Varane publicly challenges the FA over rule changes and number of games

Yes much better that the ref can just make up added time based on whatever he feels like at the time. He'll miss half of it injured anyway.
 
There wasn’t any time wasting yesterday and we got 12 minutes of extra time
Yeah, but there was a sizeable stoppage in injury time. Simple solution to long matches is on the players. Don’t cheat.
 
FA just give referees more power to influence the game. Referees that have no accountability.
 
It's a funny one; a team time wastes throughout a game, ten minutes get added on, and they're the ones who go on to score a late winner as the oppo are fatigued.

I think the idea is correct, to stop nonsense teams like Newcastle taking the piss, but I personally think it's gonna be a mess.
 
do away with time limits altogether and the winner will be the one that wants it more.
 


This is really what needs to be resolved. Cut some games.
 
Spoken like somebody who won’t miss the last bus home. Fans don’t really give a shit whether stoppage time is four minutes or ten minutes. They want the game to finish at the same time it always has.

Nothing at all will be achieved by this. It will last no more than a month.
What time is the last bus home?
 
They need to enforce yellow cards for time wasting more seriously.. Especially the obvious things..
not getting off the pitch quick / not talking the shortest exit
kicking/throwing ball away
stopping a quick throw in/free kick
and any place where the ref thinks there is a clear attempt to waste time.

This one does my fecking head in. I could have sworn that a few years ago stopping a quick free kick was an automatic yellow, but now it seems to be a 50/50 whether the ref books them.

And when the opposition player picks up the ball and walks off with it before throwing it back :mad:

Rodri always pops into my head when I think of that.
 
Play it like rugby. 80 minutes and stop the clock for any stoppage, maybe except throw ins.

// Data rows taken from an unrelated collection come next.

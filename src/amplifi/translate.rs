// SPDX-License-Identifier: MIT
// Copyright (c) 2025 Jesof

//! Translation of the `info-async.php?do=full` payload
//!
//! The payload is a top-level JSON array whose sections are addressed by position:
//!
//! | index | content |
//! |---|---|
//! | 1 | clients: access point → radio band → network type → client → fields |
//! | 4 | ethernet ports per device, `eth-0` carrying router-wide bitrates |
//!
//! All other indices are ignored. There is no schema version upstream, so a firmware
//! that reorders the array is only noticed through missing data.

use serde_json::{Map, Value};

use crate::error::{AppError, Result, Stage};

use super::types::{ClientRecord, GlobalStats, RouterSnapshot};

/// Array position of the per-access-point client tree
pub const CLIENTS_INDEX: usize = 1;

/// Array position of the ethernet/throughput section
pub const ETHERNET_INDEX: usize = 4;

/// Network type holding router-internal pseudo clients
const INTERNAL_NETWORK: &str = "Internal network";

/// Port whose bitrates are exported as router throughput
const GLOBAL_PORT: &str = "eth-0";

const UNKNOWN_DESCRIPTION: &str = "unknown";

/// Extracts client records and global stats from the raw status JSON
///
/// # Errors
///
/// Returns a parse error if the body is not JSON or not a top-level array.
pub fn translate(raw: &str) -> Result<RouterSnapshot> {
    let value: Value = serde_json::from_str(raw)
        .map_err(|e| AppError::parse(Stage::Translate, format!("invalid status JSON: {e}")))?;
    let sections = value
        .as_array()
        .ok_or_else(|| AppError::parse(Stage::Translate, "status JSON is not an array"))?;

    let clients = match sections.get(CLIENTS_INDEX).and_then(Value::as_object) {
        Some(tree) => extract_clients(tree),
        None => {
            tracing::debug!("Status JSON has no client section at index {CLIENTS_INDEX}");
            Vec::new()
        }
    };

    let global = match sections.get(ETHERNET_INDEX).and_then(Value::as_object) {
        Some(ports) => extract_global(ports),
        None => {
            tracing::debug!("Status JSON has no ethernet section at index {ETHERNET_INDEX}");
            GlobalStats::default()
        }
    };

    Ok(RouterSnapshot { clients, global })
}

fn extract_clients(access_points: &Map<String, Value>) -> Vec<ClientRecord> {
    let mut out = Vec::new();
    for bands in access_points.values().filter_map(Value::as_object) {
        for networks in bands.values().filter_map(Value::as_object) {
            for (network_type, clients) in networks {
                if network_type == INTERNAL_NETWORK {
                    continue;
                }
                let Some(clients) = clients.as_object() else {
                    continue;
                };
                out.extend(
                    clients
                        .values()
                        .filter_map(Value::as_object)
                        .map(parse_client),
                );
            }
        }
    }
    out
}

fn parse_client(fields: &Map<String, Value>) -> ClientRecord {
    let description = fields
        .get("Description")
        .and_then(Value::as_str)
        .filter(|d| !d.is_empty())
        .unwrap_or(UNKNOWN_DESCRIPTION)
        .to_string();

    ClientRecord {
        description,
        tx_bytes: fields.get("TxBytes").and_then(as_counter),
        rx_bytes: fields.get("RxBytes").and_then(as_counter),
        signal_quality: fields.get("SignalQuality").and_then(Value::as_f64),
        happiness_score: fields.get("HappinessScore").and_then(Value::as_f64),
    }
}

fn extract_global(ports: &Map<String, Value>) -> GlobalStats {
    let Some(eth0) = ports
        .values()
        .filter_map(Value::as_object)
        .find_map(|device| device.get(GLOBAL_PORT).and_then(Value::as_object))
    else {
        tracing::debug!("No {GLOBAL_PORT} entry in ethernet section");
        return GlobalStats::default();
    };

    GlobalStats {
        tx_bitrate: eth0.get("tx_bitrate").and_then(Value::as_f64),
        rx_bitrate: eth0.get("rx_bitrate").and_then(Value::as_f64),
    }
}

/// Byte counters may arrive as integers or floats; negatives are dropped
///
/// Counters are integral, so a fractional part is truncated toward zero.
#[allow(clippy::cast_possible_truncation, clippy::cast_sign_loss)]
fn as_counter(value: &Value) -> Option<u64> {
    value.as_u64().or_else(|| {
        value
            .as_f64()
            .filter(|f| f.is_finite() && *f >= 0.0)
            .map(|f| f as u64)
    })
}
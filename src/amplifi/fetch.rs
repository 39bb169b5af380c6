// SPDX-License-Identifier: MIT
// Copyright (c) 2025 Jesof

//! Full status download

use reqwest::StatusCode;

use crate::error::{AppError, Result, Stage};

use super::session::{RouterSession, read_body};

impl RouterSession {
    /// Requests the `full` status dump and returns the raw JSON body
    ///
    /// # Errors
    ///
    /// Returns a transport error on connection failure or timeout, and a status
    /// error (with the body) when the router does not answer 200.
    pub async fn fetch_full_info(&self, token: &str) -> Result<String> {
        tracing::trace!("Requesting full status from {}", self.endpoints.info_async);
        let response = self
            .client
            .post(self.endpoints.info_async.clone())
            .form(&[("token", token), ("do", "full")])
            .send()
            .await
            .map_err(|e| AppError::transport(Stage::FullInfo, e))?;

        let (status, body) = read_body(Stage::FullInfo, response).await?;
        if status != StatusCode::OK {
            return Err(AppError::status(Stage::FullInfo, status.as_u16(), &body));
        }
        tracing::trace!("Received {} bytes of status JSON", body.len());
        Ok(body)
    }
}
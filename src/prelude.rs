// SPDX-License-Identifier: MIT
// Copyright (c) 2025 Jesof

//! Prelude module for convenient imports
//!
//! This module re-exports commonly used types and traits for convenient use.
//! Users of the library can import everything they need with:
//!
//! ```rust
//! use amplifi_exporter::prelude::*;
//! ```

// Core types
pub use crate::config::Config;
pub use crate::error::{AppError, Result, Stage};

// Metrics types
pub use crate::metrics::{ClientLabels, CounterKind, DeltaStore, MetricsRegistry};

// AmpliFi client
pub use crate::amplifi::{
    ClientRecord, GlobalStats, RouterSession, RouterSnapshot, TokenScraper, translate,
};
pub use crate::collector::Collector;
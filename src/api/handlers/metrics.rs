// SPDX-License-Identifier: MIT
// Copyright (c) 2025 Jesof

use axum::{
    extract::State,
    http::StatusCode,
    response::{IntoResponse, Response},
};
use std::sync::Arc;

use crate::api::AppState;

const OPENMETRICS_CONTENT_TYPE: &str = "application/openmetrics-text; version=1.0.0; charset=utf-8";

/// GET /metrics
///
/// Runs a poll cycle against the router, then encodes the registry. A failed poll
/// answers 500 with an opaque message; details go to the log.
pub async fn metrics_handler(State(state): State<Arc<AppState>>) -> Response {
    tracing::debug!("/metrics triggered router poll");
    if let Err(e) = state.collector.collect().await {
        tracing::error!("Failed to collect metrics: {}", e);
        return (
            StatusCode::INTERNAL_SERVER_ERROR,
            "Failed to collect metrics",
        )
            .into_response();
    }

    match state.metrics.encode_metrics().await {
        Ok(metrics_text) => (
            StatusCode::OK,
            [("Content-Type", OPENMETRICS_CONTENT_TYPE)],
            metrics_text,
        )
            .into_response(),
        Err(e) => {
            tracing::error!("Failed to encode metrics: {}", e);
            (
                StatusCode::INTERNAL_SERVER_ERROR,
                format!("Failed to encode metrics: {}", e),
            )
                .into_response()
        }
    }
}
// SPDX-License-Identifier: MIT
// Copyright (c) 2025 Jesof

//! # AmpliFi Exporter
//!
//! Prometheus exporter for AmpliFi routers.
//!
//! This library logs into the router's web UI, downloads its status dump on every
//! scrape and republishes per-client traffic, signal quality and router throughput
//! as Prometheus metrics.
//!
//! ## Main modules
//! - `amplifi`: router session, token scraping and payload translation
//! - `api`: HTTP API handlers
//! - `collector`: poll orchestration
//! - `config`: configuration management
//! - `error`: error types
//! - `metrics`: delta store and Prometheus registry
//! - `prelude`: commonly used types and traits

mod amplifi;
mod api;
mod collector;
mod config;
mod error;
mod metrics;
pub mod prelude;

// Re-export commonly used types
/// Application configuration
pub use config::{Cli, Config};

/// Application error and result type
pub use error::{AppError, Result, Stage};

/// HTTP API router and state
pub use api::{AppState, create_router};

/// Poll orchestration
pub use collector::Collector;

/// Metrics registry, labels and delta store
pub use metrics::{ClientLabels, CounterKind, DeltaStore, MetricsRegistry};

/// Router session and status payload types
pub use amplifi::{
    CLIENTS_INDEX, ClientRecord, ETHERNET_INDEX, GlobalStats, REQUEST_TIMEOUT, RegexScraper,
    RouterSession, RouterSnapshot, TokenScraper, translate,
};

Rugby has got substitions right too. If you're watching on TV, most of the time you don't even see them happen. They get the players off and onto the field quickly because play isn't held up for them to do so. Football should follow suit.
 
Games are what need to be cut, not the horrible time wasting by certain teams.

Internationals should be cut, teams should play more youth players in domestic cups in earlier rounds and competitions shouldn't be expanding constantly.
 
5-10 extra minutes isn't the problem. UEFA and FIFA constantly expanding competitions and adding new games to the calendar is.
 
Not convinced it needs changing. I'd argue its just as exciting as the FA Cup now. Its only 6 games if you reach the final (only 5 if you made the semi final one leg).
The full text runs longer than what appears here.